EXERCISE OBJECTIVE:
Restate word for word the lines of the data below, from the first through the one that has "GetQueueAttributes, SetQueueAttributes, PurgeQueue".

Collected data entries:
· · ·

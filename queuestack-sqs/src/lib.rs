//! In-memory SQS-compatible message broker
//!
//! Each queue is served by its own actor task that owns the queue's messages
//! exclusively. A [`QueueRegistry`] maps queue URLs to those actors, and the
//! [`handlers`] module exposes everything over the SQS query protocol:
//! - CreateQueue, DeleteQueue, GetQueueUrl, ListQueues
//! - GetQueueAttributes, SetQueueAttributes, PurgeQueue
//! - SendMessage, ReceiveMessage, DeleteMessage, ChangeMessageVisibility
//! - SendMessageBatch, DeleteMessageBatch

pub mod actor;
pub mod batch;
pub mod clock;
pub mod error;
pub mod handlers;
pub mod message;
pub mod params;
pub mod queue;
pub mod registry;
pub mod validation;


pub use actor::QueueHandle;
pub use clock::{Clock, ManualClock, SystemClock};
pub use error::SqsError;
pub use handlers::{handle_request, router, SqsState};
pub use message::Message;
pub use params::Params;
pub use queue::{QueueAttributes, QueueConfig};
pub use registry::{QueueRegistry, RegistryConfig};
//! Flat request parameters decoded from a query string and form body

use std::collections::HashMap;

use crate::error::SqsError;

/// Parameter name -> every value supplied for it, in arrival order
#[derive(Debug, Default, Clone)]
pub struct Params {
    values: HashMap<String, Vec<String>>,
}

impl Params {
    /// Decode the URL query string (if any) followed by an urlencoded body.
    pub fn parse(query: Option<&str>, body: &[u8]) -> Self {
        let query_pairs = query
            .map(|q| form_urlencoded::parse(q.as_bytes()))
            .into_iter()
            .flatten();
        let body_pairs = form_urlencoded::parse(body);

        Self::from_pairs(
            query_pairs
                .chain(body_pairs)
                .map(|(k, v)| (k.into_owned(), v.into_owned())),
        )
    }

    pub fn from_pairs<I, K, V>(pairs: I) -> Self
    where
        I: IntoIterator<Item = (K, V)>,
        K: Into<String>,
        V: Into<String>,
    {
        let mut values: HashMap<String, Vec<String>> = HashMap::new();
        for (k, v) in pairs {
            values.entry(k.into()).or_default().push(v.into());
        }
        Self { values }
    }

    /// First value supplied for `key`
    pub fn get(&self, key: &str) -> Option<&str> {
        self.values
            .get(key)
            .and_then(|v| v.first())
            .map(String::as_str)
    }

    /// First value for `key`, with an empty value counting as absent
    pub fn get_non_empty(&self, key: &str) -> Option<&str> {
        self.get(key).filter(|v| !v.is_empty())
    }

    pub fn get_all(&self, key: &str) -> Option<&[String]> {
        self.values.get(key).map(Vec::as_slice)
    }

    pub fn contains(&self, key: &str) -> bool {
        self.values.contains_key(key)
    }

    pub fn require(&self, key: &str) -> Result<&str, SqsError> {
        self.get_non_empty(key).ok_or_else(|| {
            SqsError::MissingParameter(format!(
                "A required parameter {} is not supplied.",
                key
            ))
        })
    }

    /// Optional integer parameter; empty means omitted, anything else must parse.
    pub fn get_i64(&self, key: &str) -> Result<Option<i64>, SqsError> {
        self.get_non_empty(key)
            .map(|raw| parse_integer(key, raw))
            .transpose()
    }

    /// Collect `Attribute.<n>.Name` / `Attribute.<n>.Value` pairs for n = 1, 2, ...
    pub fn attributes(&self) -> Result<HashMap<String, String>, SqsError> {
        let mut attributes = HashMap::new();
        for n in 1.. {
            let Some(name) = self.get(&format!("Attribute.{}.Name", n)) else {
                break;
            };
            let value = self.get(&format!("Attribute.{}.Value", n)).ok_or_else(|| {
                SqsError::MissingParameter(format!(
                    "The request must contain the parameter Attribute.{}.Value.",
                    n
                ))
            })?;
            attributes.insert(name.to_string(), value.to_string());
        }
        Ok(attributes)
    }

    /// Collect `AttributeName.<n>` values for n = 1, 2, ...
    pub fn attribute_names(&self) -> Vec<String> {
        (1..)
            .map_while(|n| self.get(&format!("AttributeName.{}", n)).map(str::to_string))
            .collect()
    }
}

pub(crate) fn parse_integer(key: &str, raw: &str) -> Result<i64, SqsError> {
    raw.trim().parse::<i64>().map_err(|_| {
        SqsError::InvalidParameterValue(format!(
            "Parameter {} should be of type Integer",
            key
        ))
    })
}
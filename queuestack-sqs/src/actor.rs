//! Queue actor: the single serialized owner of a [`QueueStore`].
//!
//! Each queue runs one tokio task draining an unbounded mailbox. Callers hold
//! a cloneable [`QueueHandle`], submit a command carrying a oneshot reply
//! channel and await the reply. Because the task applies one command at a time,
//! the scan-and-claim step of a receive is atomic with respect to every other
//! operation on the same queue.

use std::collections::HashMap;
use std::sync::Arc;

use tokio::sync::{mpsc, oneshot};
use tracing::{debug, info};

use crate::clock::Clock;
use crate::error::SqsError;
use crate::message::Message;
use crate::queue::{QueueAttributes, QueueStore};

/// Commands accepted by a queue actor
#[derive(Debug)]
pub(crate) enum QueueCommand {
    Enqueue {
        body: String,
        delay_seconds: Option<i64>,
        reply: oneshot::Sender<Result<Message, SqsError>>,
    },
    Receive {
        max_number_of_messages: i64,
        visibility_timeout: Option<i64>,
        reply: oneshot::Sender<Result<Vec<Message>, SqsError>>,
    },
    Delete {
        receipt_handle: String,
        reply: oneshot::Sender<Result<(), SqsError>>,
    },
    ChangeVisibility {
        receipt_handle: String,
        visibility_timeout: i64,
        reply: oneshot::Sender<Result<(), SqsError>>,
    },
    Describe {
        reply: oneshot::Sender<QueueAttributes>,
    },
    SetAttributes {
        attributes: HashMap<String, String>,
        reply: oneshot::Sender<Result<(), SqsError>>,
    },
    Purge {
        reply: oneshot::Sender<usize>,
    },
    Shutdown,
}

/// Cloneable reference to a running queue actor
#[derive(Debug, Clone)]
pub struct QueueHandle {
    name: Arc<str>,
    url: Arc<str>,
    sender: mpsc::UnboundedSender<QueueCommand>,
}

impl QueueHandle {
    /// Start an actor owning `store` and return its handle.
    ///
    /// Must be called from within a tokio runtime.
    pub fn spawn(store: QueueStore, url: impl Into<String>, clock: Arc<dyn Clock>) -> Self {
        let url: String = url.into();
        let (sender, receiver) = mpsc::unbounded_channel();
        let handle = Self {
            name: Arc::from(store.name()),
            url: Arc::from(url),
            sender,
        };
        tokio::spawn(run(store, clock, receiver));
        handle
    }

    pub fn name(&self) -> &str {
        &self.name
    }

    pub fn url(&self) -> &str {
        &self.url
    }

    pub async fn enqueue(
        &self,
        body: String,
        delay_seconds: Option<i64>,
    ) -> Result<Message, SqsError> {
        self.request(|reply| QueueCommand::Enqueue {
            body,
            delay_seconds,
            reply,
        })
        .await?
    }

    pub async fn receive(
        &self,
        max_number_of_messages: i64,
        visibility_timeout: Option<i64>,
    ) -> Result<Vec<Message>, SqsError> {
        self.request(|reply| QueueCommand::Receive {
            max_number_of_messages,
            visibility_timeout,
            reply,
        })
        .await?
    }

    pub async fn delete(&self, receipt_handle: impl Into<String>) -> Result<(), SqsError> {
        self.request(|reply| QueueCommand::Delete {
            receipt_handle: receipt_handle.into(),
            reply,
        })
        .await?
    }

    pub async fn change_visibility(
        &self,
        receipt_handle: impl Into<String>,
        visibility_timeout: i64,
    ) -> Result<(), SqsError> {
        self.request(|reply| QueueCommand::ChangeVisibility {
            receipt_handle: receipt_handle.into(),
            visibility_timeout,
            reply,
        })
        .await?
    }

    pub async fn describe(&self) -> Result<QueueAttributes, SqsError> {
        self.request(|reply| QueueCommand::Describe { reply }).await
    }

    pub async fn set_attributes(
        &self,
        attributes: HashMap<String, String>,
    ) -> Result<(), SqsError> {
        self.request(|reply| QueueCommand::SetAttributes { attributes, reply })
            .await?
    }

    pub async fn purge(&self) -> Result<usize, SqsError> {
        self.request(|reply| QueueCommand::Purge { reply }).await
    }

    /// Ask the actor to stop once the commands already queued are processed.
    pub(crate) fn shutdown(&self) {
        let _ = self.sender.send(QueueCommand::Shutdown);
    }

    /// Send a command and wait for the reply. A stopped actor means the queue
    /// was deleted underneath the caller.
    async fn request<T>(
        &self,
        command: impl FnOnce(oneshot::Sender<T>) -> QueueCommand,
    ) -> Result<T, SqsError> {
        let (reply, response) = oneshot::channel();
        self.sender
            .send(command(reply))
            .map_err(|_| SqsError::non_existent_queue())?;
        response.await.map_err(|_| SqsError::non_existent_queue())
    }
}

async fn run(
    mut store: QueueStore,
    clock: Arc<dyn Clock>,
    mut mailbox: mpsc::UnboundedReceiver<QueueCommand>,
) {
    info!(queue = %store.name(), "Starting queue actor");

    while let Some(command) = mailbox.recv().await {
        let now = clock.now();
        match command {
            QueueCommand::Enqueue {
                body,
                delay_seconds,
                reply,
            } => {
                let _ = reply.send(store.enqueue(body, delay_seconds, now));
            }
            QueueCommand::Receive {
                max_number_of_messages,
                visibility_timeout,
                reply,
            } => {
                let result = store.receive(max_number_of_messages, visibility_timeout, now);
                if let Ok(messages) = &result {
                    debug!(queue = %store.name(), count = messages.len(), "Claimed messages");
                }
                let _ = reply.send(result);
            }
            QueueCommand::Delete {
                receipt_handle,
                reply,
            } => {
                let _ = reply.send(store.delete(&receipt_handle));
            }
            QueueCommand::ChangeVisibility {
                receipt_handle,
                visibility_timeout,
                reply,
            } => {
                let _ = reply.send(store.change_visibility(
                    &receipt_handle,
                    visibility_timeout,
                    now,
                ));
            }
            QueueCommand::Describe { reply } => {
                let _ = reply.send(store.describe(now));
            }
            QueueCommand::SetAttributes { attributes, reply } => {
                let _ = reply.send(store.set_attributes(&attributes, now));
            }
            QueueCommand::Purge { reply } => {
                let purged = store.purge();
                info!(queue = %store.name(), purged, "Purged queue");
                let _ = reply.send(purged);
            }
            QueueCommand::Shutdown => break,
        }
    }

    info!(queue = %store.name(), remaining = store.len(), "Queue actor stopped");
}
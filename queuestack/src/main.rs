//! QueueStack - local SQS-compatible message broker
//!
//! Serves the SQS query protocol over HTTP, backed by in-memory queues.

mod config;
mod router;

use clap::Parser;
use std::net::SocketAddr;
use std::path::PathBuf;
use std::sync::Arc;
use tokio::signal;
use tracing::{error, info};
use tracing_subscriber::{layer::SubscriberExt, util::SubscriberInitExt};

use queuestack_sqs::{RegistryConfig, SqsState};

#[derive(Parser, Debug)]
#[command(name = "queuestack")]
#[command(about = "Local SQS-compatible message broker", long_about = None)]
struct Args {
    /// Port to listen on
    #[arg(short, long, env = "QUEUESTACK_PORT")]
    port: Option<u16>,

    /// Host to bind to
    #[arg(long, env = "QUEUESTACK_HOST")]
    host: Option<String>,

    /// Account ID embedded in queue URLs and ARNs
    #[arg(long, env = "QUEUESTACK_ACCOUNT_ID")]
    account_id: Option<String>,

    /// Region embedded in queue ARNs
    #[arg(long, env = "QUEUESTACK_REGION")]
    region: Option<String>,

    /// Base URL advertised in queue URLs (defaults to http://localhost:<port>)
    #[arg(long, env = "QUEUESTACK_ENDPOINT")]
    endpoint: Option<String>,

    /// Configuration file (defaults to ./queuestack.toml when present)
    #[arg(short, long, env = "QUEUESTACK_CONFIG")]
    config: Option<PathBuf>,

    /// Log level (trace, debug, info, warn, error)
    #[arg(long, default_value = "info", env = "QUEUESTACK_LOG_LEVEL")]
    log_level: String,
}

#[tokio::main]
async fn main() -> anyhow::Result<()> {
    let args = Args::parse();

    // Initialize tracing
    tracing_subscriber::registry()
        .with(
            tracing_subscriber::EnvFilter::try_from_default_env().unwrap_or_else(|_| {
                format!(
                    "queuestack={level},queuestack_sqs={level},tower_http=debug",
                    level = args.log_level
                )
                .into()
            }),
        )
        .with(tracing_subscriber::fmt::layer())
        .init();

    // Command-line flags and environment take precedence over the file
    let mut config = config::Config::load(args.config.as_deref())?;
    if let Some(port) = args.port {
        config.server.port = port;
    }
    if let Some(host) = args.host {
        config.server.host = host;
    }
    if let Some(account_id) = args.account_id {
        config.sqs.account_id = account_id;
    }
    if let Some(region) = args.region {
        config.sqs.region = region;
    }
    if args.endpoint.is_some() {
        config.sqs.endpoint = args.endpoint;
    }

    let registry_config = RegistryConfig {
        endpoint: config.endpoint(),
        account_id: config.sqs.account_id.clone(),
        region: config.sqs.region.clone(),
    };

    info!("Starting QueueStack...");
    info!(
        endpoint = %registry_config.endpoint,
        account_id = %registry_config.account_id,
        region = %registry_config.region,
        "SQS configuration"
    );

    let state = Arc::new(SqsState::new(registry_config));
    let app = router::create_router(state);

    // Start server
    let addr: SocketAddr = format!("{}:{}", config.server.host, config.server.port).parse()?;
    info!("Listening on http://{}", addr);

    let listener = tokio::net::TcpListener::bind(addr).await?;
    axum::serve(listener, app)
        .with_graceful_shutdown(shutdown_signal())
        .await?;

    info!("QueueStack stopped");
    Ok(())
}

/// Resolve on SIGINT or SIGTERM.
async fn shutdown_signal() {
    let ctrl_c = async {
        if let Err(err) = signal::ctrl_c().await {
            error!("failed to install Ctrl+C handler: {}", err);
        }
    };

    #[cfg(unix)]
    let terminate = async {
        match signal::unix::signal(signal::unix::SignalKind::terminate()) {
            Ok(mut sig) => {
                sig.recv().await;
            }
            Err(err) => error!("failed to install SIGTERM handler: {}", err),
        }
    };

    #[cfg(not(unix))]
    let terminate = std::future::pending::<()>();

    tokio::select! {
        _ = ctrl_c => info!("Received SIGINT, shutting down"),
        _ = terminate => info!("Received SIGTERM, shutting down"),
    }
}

· · ·

RESPONSE BELOW:
filename queuestack-sqs/src/lib.rs
//! In-memory SQS-compatible message broker
//!
//! Each queue is served by its own actor task that owns the queue's messages
//! exclusively. A [`QueueRegistry`] maps queue URLs to those actors, and the
//! [`handlers`] module exposes everything over the SQS query protocol:
//! - CreateQueue, DeleteQueue, GetQueueUrl, ListQueues
//! - GetQueueAttributes, SetQueueAttributes, PurgeQueue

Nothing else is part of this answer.